Cornichon Homolog-3 (Cnih3) deletion impairs spatial memory, operant learning, and fentanyl self-administration behavior
摘要
Opioid misuse remains rampant as new synthetic opioids reach the market. Large-scale genetic tools like the GWAS identify previously unrecognized targets and biomarkers in opioid misuse with the hopes of combating the opioid epidemic. One such target is the α-amino-3-hydroxy-5-methyl-4-isoxazolepropionic acid receptor (AMPAR) auxiliary protein Cornichon Homolog-3 (human analog: CNIH3, mouse analog: Cnih3), which determines AMPAR subunit composition and kinetics: important factors in opioid use. Though CNIH3 was identified as a gene of interest in OUD, its role in opioid use and related behavior has not been studied. Using mice with Cnih3 deletion, we characterize the role of Cnih3 in a battery of behaviors that encompass well-being, affect, spatial and social memory, operant learning, reversal learning, and opioid use itself.
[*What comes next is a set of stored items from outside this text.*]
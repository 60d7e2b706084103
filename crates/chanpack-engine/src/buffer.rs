//! In-memory image buffers: single-plane channel arrays and packed images.

use std::fmt;

use chanpack_template::Plane;
use image::{DynamicImage, GrayImage, RgbImage, RgbaImage};

use crate::error::EngineError;

/// The 8-bit value a 0.5 default fills with.
///
/// Defaults are quantized with [`unit_to_u8`], which rounds half away from
/// zero, so 0.5 * 255 = 127.5 becomes 128.
pub const MIDPOINT_FILL: u8 = 128;

/// Quantizes a normalized `[0.0, 1.0]` value to 8 bits.
#[inline]
pub fn unit_to_u8(value: f64) -> u8 {
    (value.clamp(0.0, 1.0) * 255.0).round() as u8
}

/// A single grayscale plane (one texture map), row-major.
#[derive(Debug, Clone, PartialEq, Eq)]
pub struct ChannelArray {
    /// Width in pixels.
    pub width: u32,
    /// Height in pixels.
    pub height: u32,
    /// One byte per pixel, `width * height` long.
    pub data: Vec<u8>,
}

impl ChannelArray {
    /// Wraps raw bytes, checking that they form a `width x height` plane.
    pub fn new(width: u32, height: u32, data: Vec<u8>) -> Result<Self, EngineError> {
        let array = Self {
            width,
            height,
            data,
        };
        crate::validator::validate_channel_data(&array)?;
        Ok(array)
    }

    /// Creates a plane filled with one value.
    pub fn filled(width: u32, height: u32, value: u8) -> Self {
        Self {
            width,
            height,
            data: vec![value; width as usize * height as usize],
        }
    }

    /// Creates a plane from normalized floats.
    ///
    /// Every value must be finite and within `[0.0, 1.0]`.
    pub fn from_unit_values(width: u32, height: u32, values: &[f64]) -> Result<Self, EngineError> {
        crate::validator::validate_unit_values(values)?;
        Self::new(width, height, values.iter().map(|&v| unit_to_u8(v)).collect())
    }

    /// Converts a decoded image to a grayscale plane.
    ///
    /// Grayscale images are taken as-is; color images are reduced to luminance
    /// with the Rec. 601 weights (alpha is ignored).
    pub fn from_image(image: &DynamicImage) -> Self {
        match image {
            DynamicImage::ImageLuma8(gray) => Self {
                width: gray.width(),
                height: gray.height(),
                data: gray.as_raw().clone(),
            },
            other => {
                let rgb = other.to_rgb8();
                let data = rgb
                    .pixels()
                    .map(|p| {
                        let [r, g, b] = p.0;
                        let weighted = r as u32 * 299 + g as u32 * 587 + b as u32 * 114;
                        ((weighted + 500) / 1000) as u8
                    })
                    .collect();
                Self {
                    width: rgb.width(),
                    height: rgb.height(),
                    data,
                }
            }
        }
    }

    /// Returns `(width, height)`.
    pub fn dimensions(&self) -> (u32, u32) {
        (self.width, self.height)
    }

    /// Get a pixel at the given coordinates.
    #[inline]
    pub fn get(&self, x: u32, y: u32) -> u8 {
        self.data[(y * self.width + x) as usize]
    }

    /// Set a pixel at the given coordinates.
    #[inline]
    pub fn set(&mut self, x: u32, y: u32, value: u8) {
        let idx = (y * self.width + x) as usize;
        self.data[idx] = value;
    }

    /// Converts to an 8-bit grayscale image.
    pub fn to_image(&self) -> Option<GrayImage> {
        GrayImage::from_raw(self.width, self.height, self.data.clone())
    }
}

/// Plane layout of a packed image.
#[derive(Debug, Clone, Copy, PartialEq, Eq, Hash)]
pub enum PlaneLayout {
    /// Three planes: R, G, B.
    Rgb,
    /// Four planes: R, G, B, A.
    Rgba,
}

impl PlaneLayout {
    /// Number of interleaved planes per pixel.
    pub fn plane_count(&self) -> usize {
        match self {
            PlaneLayout::Rgb => 3,
            PlaneLayout::Rgba => 4,
        }
    }

    /// Returns true if the layout has an alpha plane.
    pub fn has_alpha(&self) -> bool {
        matches!(self, PlaneLayout::Rgba)
    }
}

impl fmt::Display for PlaneLayout {
    fn fmt(&self, f: &mut fmt::Formatter<'_>) -> fmt::Result {
        match self {
            PlaneLayout::Rgb => f.write_str("RGB"),
            PlaneLayout::Rgba => f.write_str("RGBA"),
        }
    }
}

/// A multi-plane 8-bit image, interleaved row-major.
#[derive(Debug, Clone, PartialEq, Eq)]
pub struct PackedImage {
    /// Width in pixels.
    pub width: u32,
    /// Height in pixels.
    pub height: u32,
    /// RGB or RGBA.
    pub layout: PlaneLayout,
    /// `width * height * layout.plane_count()` bytes.
    pub data: Vec<u8>,
}

impl PackedImage {
    /// Interleaves planes into a packed image.
    ///
    /// `planes` must hold 3 or 4 arrays, all of the same size.
    pub fn from_planes(planes: &[&ChannelArray]) -> Result<Self, EngineError> {
        let layout = match planes.len() {
            3 => PlaneLayout::Rgb,
            4 => PlaneLayout::Rgba,
            n => {
                return Err(EngineError::InvalidChannelData(format!(
                    "a packed image needs 3 or 4 planes, got {}",
                    n
                )))
            }
        };
        for plane in planes {
            crate::validator::validate_channel_data(plane)?;
        }
        if !crate::validator::check_resolution_match(planes) {
            return Err(EngineError::ResolutionMismatch {
                resolutions: planes.iter().map(|p| p.dimensions()).collect(),
            });
        }

        let (width, height) = planes[0].dimensions();
        let count = layout.plane_count();
        let mut data = vec![0u8; width as usize * height as usize * count];
        for (i, plane) in planes.iter().enumerate() {
            for (px, value) in plane.data.iter().enumerate() {
                data[px * count + i] = *value;
            }
        }

        Ok(Self {
            width,
            height,
            layout,
            data,
        })
    }

    /// Converts a decoded image to a packed image.
    ///
    /// Images with an alpha channel become RGBA, everything else RGB.
    /// Grayscale is expanded to three equal planes and deeper formats are
    /// reduced to 8 bits.
    pub fn from_image(image: &DynamicImage) -> Self {
        if image.color().has_alpha() {
            let rgba = image.to_rgba8();
            Self {
                width: rgba.width(),
                height: rgba.height(),
                layout: PlaneLayout::Rgba,
                data: rgba.into_raw(),
            }
        } else {
            let rgb = image.to_rgb8();
            Self {
                width: rgb.width(),
                height: rgb.height(),
                layout: PlaneLayout::Rgb,
                data: rgb.into_raw(),
            }
        }
    }

    /// Returns `(width, height)`.
    pub fn dimensions(&self) -> (u32, u32) {
        (self.width, self.height)
    }

    /// Returns true if the image has an alpha plane.
    pub fn has_alpha(&self) -> bool {
        self.layout.has_alpha()
    }

    /// Returns the interleaved values of one pixel.
    #[inline]
    pub fn pixel(&self, x: u32, y: u32) -> &[u8] {
        let count = self.layout.plane_count();
        let idx = (y * self.width + x) as usize * count;
        &self.data[idx..idx + count]
    }

    /// Returns one plane's value at a pixel, or `None` if the plane is absent.
    #[inline]
    pub fn plane_value(&self, x: u32, y: u32, plane: Plane) -> Option<u8> {
        self.pixel(x, y).get(plane.index()).copied()
    }

    /// Converts to an `image` crate buffer.
    pub fn to_image(&self) -> Option<DynamicImage> {
        match self.layout {
            PlaneLayout::Rgb => RgbImage::from_raw(self.width, self.height, self.data.clone())
                .map(DynamicImage::ImageRgb8),
            PlaneLayout::Rgba => RgbaImage::from_raw(self.width, self.height, self.data.clone())
                .map(DynamicImage::ImageRgba8),
        }
    }
}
We find that Cnih3 deletion moderately impairs spatial memory in the novel object recognition task, as well as operant learning in a sucrose self-administration paradigm. Cnih3 deletion also delays acquisition of fentanyl IVSA in females and blunts fentanyl intake during IVSA in both sexes. We use principal component analysis to pinpoint the dimensions in which Cnih3 deletion impacts the behaviors tested in an unbiased manner. These findings, combined with initial GWAS findings, identify Cnih3 as a behaviorally relevant protein in opioid-related plasticity.